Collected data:
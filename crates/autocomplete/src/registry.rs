use std::collections::BTreeMap;
use std::rc::Rc;
use std::sync::Arc;

use caret::{CaretLocator, MeasurementBackend};
use input_core::{FieldId, FieldKind};
use rand::SeedableRng;
use rand::rngs::StdRng;
use words::WordCache;

use crate::controller::{AutocompleteController, ScaleProvider};
use crate::settings::SharedSettings;

/// One controller per multi-line field, sharing a locator, the word cache
/// and the settings.
pub struct FieldRegistry<B: MeasurementBackend> {
    locator: Rc<CaretLocator<B>>,
    words: Arc<WordCache>,
    settings: SharedSettings,
    scale: ScaleProvider,
    /// Fixed seed for random picks; each field derives its own stream.
    seed: Option<u64>,
    controllers: BTreeMap<FieldId, AutocompleteController<B>>,
}

impl<B: MeasurementBackend> FieldRegistry<B> {
    pub fn new(locator: CaretLocator<B>, words: Arc<WordCache>, settings: SharedSettings) -> Self {
        Self {
            locator: Rc::new(locator),
            words,
            settings,
            scale: Rc::new(|| 1.0),
            seed: None,
            controllers: BTreeMap::new(),
        }
    }

    pub fn with_scale(mut self, scale: ScaleProvider) -> Self {
        self.scale = scale;
        self
    }

    pub fn with_seed(mut self, seed: u64) -> Self {
        self.seed = Some(seed);
        self
    }

    pub fn settings(&self) -> &SharedSettings {
        &self.settings
    }

    pub fn words(&self) -> &Arc<WordCache> {
        &self.words
    }

    /// Attach a controller to a newly seen field. Only multi-line fields get
    /// one; attaching twice keeps the existing controller. Returns whether
    /// the field has a controller afterwards.
    pub fn attach(&mut self, id: FieldId, kind: FieldKind) -> bool {
        if kind != FieldKind::MultiLine {
            return false;
        }
        if self.controllers.contains_key(&id) {
            return true;
        }

        let mut controller =
            AutocompleteController::new(Rc::clone(&self.locator), Arc::clone(&self.words), self.settings.clone())
                .with_scale(Rc::clone(&self.scale));
        if let Some(seed) = self.seed {
            controller = controller.with_rng(StdRng::seed_from_u64(seed ^ id.as_raw()));
        }
        log::debug!(target: "autocomplete", "attached to field {id}");
        self.controllers.insert(id, controller);
        true
    }

    pub fn detach(&mut self, id: FieldId) -> Option<AutocompleteController<B>> {
        self.controllers.remove(&id)
    }

    pub fn get(&self, id: FieldId) -> Option<&AutocompleteController<B>> {
        self.controllers.get(&id)
    }

    pub fn get_mut(&mut self, id: FieldId) -> Option<&mut AutocompleteController<B>> {
        self.controllers.get_mut(&id)
    }

    pub fn ids(&self) -> impl Iterator<Item = FieldId> + '_ {
        self.controllers.keys().copied()
    }

    pub fn len(&self) -> usize {
        self.controllers.len()
    }

    pub fn is_empty(&self) -> bool {
        self.controllers.is_empty()
    }
}
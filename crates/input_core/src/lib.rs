//! # input_core
//!
//! UI-agnostic view of the text field the autocomplete engine is attached to.
//!
//! - [`TextField`]: the capability a host widget exposes (value, selection,
//!   scroll, geometry, computed style, focus, owning document)
//! - [`FieldId`]: opaque host-assigned identifier for a field
//! - [`SelectionRange`]: a normalized byte range into the field's value
//! - [`MemoryField`]: an in-memory field for headless hosts and tests
//!
//! It depends on no UI toolkit; offsets are UTF-8 byte indices that always sit
//! on character boundaries.

mod field;
mod id;
mod memory;
mod selection;
mod text;

pub use field::{DocumentMetrics, FieldKind, RootMetrics, TextField, WindowMetrics};
pub use id::FieldId;
pub use memory::MemoryField;
pub use selection::SelectionRange;

pub use text::{clamp_to_char_boundary, filter_single_line, normalize_newlines, prev_cursor_boundary};
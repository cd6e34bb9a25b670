use std::ops::Range;

/// A run of the surface text between break opportunities.
///
/// Ranges are byte ranges into the source text. Preserved white space only:
/// nothing collapses, and `\u{A0}` is part of a word.
#[derive(Clone, Debug, PartialEq, Eq)]
pub(crate) enum Token {
    Word(Range<usize>),
    /// A single preserved space; hangs at the end of a line.
    Space(Range<usize>),
    Tab(Range<usize>),
    /// `\n`, `\r` or `\r\n`.
    HardBreak(Range<usize>),
}

pub(crate) fn tokenize(text: &str) -> Vec<Token> {
    let mut tokens = Vec::new();
    let mut word_start: Option<usize> = None;

    fn flush(word_start: &mut Option<usize>, end: usize, tokens: &mut Vec<Token>) {
        if let Some(start) = word_start.take()
            && start < end
        {
            tokens.push(Token::Word(start..end));
        }
    }

    let mut it = text.char_indices().peekable();
    while let Some((idx, ch)) = it.next() {
        match ch {
            '\n' => {
                flush(&mut word_start, idx, &mut tokens);
                tokens.push(Token::HardBreak(idx..idx + 1));
            }
            '\r' => {
                flush(&mut word_start, idx, &mut tokens);
                let mut end = idx + 1;
                if let Some((next_idx, '\n')) = it.peek().copied() {
                    let _ = it.next();
                    end = next_idx + 1;
                }
                tokens.push(Token::HardBreak(idx..end));
            }
            ' ' => {
                flush(&mut word_start, idx, &mut tokens);
                tokens.push(Token::Space(idx..idx + 1));
            }
            '\t' => {
                flush(&mut word_start, idx, &mut tokens);
                tokens.push(Token::Tab(idx..idx + 1));
            }
            _ => {
                if word_start.is_none() {
                    word_start = Some(idx);
                }
            }
        }
    }
    flush(&mut word_start, text.len(), &mut tokens);

    tokens
}
//! # autocomplete
//!
//! Trigger-character autocomplete for prompt text fields.
//!
//! Typing the trigger (`@` by default) opens a query that runs to the caret.
//! A query without a colon suggests category names; `category:filter`
//! suggests that category's words, with a leading "Random" row when more
//! than one matches. Committing a category completes `@category:` and keeps
//! the dropdown open; committing a word replaces the whole query with the
//! word and `", "`.
//!
//! - [`query`]: locating the open query and splitting it
//! - [`filter_words`]: the pure suggestion step
//! - [`AutocompleteController`]: the per-field state machine
//! - [`FieldRegistry`]: controllers for every attached field
//!
//! The dropdown is a model, not a widget. Hosts render
//! [`AutocompleteController::rows`] at [`Dropdown::placement`] and feed input
//! events back in.

mod controller;
mod dropdown;
mod highlight;
pub mod query;
mod registry;
mod settings;
mod suggest;

pub use controller::{
    AutocompleteController, BLUR_HIDE_DELAY, CommitOutcome, ControllerState, Direction, Key, ScaleProvider,
};
pub use dropdown::{Dropdown, DropdownPlacement, DropdownRow};
pub use highlight::{Segments, find_ignore_case, highlight_needle};
pub use query::{extract_query, split_query, trigger_start};
pub use registry::FieldRegistry;
pub use settings::{CategoryToggle, Settings, SettingsError, SharedSettings, category_toggles};
pub use suggest::{RANDOM_KEY, RANDOM_SUBTEXT, Suggestion, SuggestionKind, filter_words};
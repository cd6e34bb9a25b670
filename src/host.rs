//! Line-oriented driver for one in-memory prompt field.

use std::fmt::Write as _;

use autocomplete::{AutocompleteController, Key, extract_query};
use caret::{HorizontalAnchor, MeasurementBackend};
use input_core::{MemoryField, TextField};

/// Marks the caret in edited lines and in the echoed field.
pub const CARET_MARK: char = '|';

#[derive(Clone, Debug, PartialEq, Eq)]
pub enum Command {
    /// Replace the field text; the caret goes to the byte offset given.
    Edit { text: String, caret: usize },
    Key(Key),
    Click,
    Reload,
    Quit,
}

impl Command {
    pub fn parse(line: &str) -> Result<Self, String> {
        let key = match line.trim_end() {
            ":up" => Key::ArrowUp,
            ":down" => Key::ArrowDown,
            ":enter" => Key::Enter,
            ":tab" => Key::Tab,
            ":esc" => Key::Escape,
            ":click" => return Ok(Command::Click),
            ":reload" => return Ok(Command::Reload),
            ":quit" | ":q" => return Ok(Command::Quit),
            cmd if cmd.starts_with(':') => return Err(format!("unknown command {cmd}")),
            _ => return Ok(Self::edit(line)),
        };
        Ok(Command::Key(key))
    }

    fn edit(line: &str) -> Self {
        match line.find(CARET_MARK) {
            Some(caret) => {
                let mut text = String::with_capacity(line.len());
                text.push_str(&line[..caret]);
                text.push_str(&line[caret + CARET_MARK.len_utf8()..]);
                Command::Edit { text, caret }
            }
            None => Command::Edit {
                text: line.to_string(),
                caret: line.len(),
            },
        }
    }
}

/// Describe the field and the dropdown after a step.
pub fn render<B: MeasurementBackend>(
    field: &MemoryField,
    controller: &AutocompleteController<B>,
    trigger: char,
) -> String {
    let mut out = String::new();
    let value = field.value();
    let caret = field.selection_start();
    let _ = writeln!(out, "field: {}{CARET_MARK}{}", &value[..caret], &value[caret..]);

    match extract_query(value, caret, trigger) {
        Some(query) => {
            let _ = writeln!(out, "query: {query:?}");
        }
        None => out.push_str("query: none\n"),
    }

    let dropdown = controller.dropdown();
    if !dropdown.is_open() {
        out.push_str("dropdown: closed\n");
        return out;
    }

    if let Some(p) = dropdown.placement() {
        let side = match p.horizontal {
            HorizontalAnchor::Left(x) => format!("left={x:.1}"),
            HorizontalAnchor::Right(x) => format!("right={x:.1}"),
        };
        let _ = writeln!(out, "dropdown: top={:.1} {side} max-height={:.1}", p.top, p.max_height);
    }

    for (i, row) in dropdown.rows().iter().enumerate() {
        let mark = if Some(i) == dropdown.selected_index() { '>' } else { ' ' };
        let key = match row.segments() {
            Some(s) => format!("{}[{}]{}", s.before, s.matched, s.after),
            None => row.suggestion.key.clone(),
        };
        let _ = writeln!(out, "{mark} {key}");
        if Some(i) == dropdown.selected_index() {
            if let Some(preview) = dropdown.preview() {
                let _ = writeln!(out, "    {preview}");
            }
        }
    }
    out
}
//! Host-assigned identifier for text fields.

use std::fmt;

/// Opaque handle for a text field owned by the host.
///
/// The value carries no meaning inside the engine; hosts map their own widget
/// handles onto it at the boundary:
///
/// ```ignore
/// impl From<WidgetHandle> for FieldId {
///     fn from(handle: WidgetHandle) -> Self {
///         FieldId::from_raw(handle.index() as u64)
///     }
/// }
/// ```
#[derive(Clone, Copy, Debug, PartialEq, Eq, PartialOrd, Ord, Hash)]
pub struct FieldId(u64);

impl FieldId {
    #[inline]
    pub const fn from_raw(raw: u64) -> Self {
        Self(raw)
    }

    #[inline]
    pub const fn as_raw(self) -> u64 {
        self.0
    }
}

impl From<u64> for FieldId {
    #[inline]
    fn from(raw: u64) -> Self {
        Self::from_raw(raw)
    }
}

impl fmt::Display for FieldId {
    fn fmt(&self, f: &mut fmt::Formatter<'_>) -> fmt::Result {
        write!(f, "field#{}", self.0)
    }
}
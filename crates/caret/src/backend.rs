use crate::mirror::MirrorStyle;
use css::ComputedStyle;
use input_core::{FieldKind, TextField};

/// Offset of the marker node inside the measurement surface, relative to the
/// surface's padding edge (the `offsetTop`/`offsetLeft` of an inline box
/// whose offset parent is the surface).
#[derive(Clone, Copy, Debug, Default, PartialEq)]
pub struct MarkerBox {
    pub offset_top: f32,
    pub offset_left: f32,
}

/// An off-screen block that replicates a field's text layout.
///
/// The locator fills it in three steps: style, plain text before the caret,
/// then one marker node wrapping the text after the caret.
pub trait MeasurementSurface {
    fn apply_style(&mut self, style: &MirrorStyle);

    /// Replace the plain text content.
    fn set_text(&mut self, text: &str);

    /// Append the marker node. `text` is never empty.
    fn append_marker(&mut self, text: &str);

    /// Make the marker stand out while the surface is kept for inspection.
    fn highlight_marker(&mut self) {}
}

/// The environment-specific half of the locator: style lookup, a throwaway
/// measurement surface, and a text engine to lay it out.
pub trait MeasurementBackend {
    type Surface: MeasurementSurface;

    /// Whether a rendering environment exists at all.
    fn is_windowed(&self) -> bool {
        true
    }

    fn computed_style<F: TextField + ?Sized>(&self, field: &F) -> ComputedStyle {
        field.computed_style()
    }

    fn create_measurement_surface(&self) -> Self::Surface;

    fn measure(&self, surface: &Self::Surface) -> MarkerBox;

    /// Used value of `line-height: normal`: the height of a one-line sample
    /// of the given kind in the style's font, without padding.
    fn normal_line_height(&self, kind: FieldKind, style: &ComputedStyle) -> f32;

    fn remove_measurement_surface(&self, surface: Self::Surface) {
        drop(surface);
    }

    /// Keep `surface` on screen for debugging. A backend holds at most one
    /// retained surface; a new one replaces the previous.
    fn retain_for_inspection(&self, surface: Self::Surface) {
        self.remove_measurement_surface(surface);
    }
}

→ GOAL OF THE EXERCISE:
If a line in the data contains the string "bool", copy it.

→ REPLY:
    pub fn attach(&mut self, id: FieldId, kind: FieldKind) -> bool {
    pub fn is_empty(&self) -> bool {
    fn is_windowed(&self) -> bool {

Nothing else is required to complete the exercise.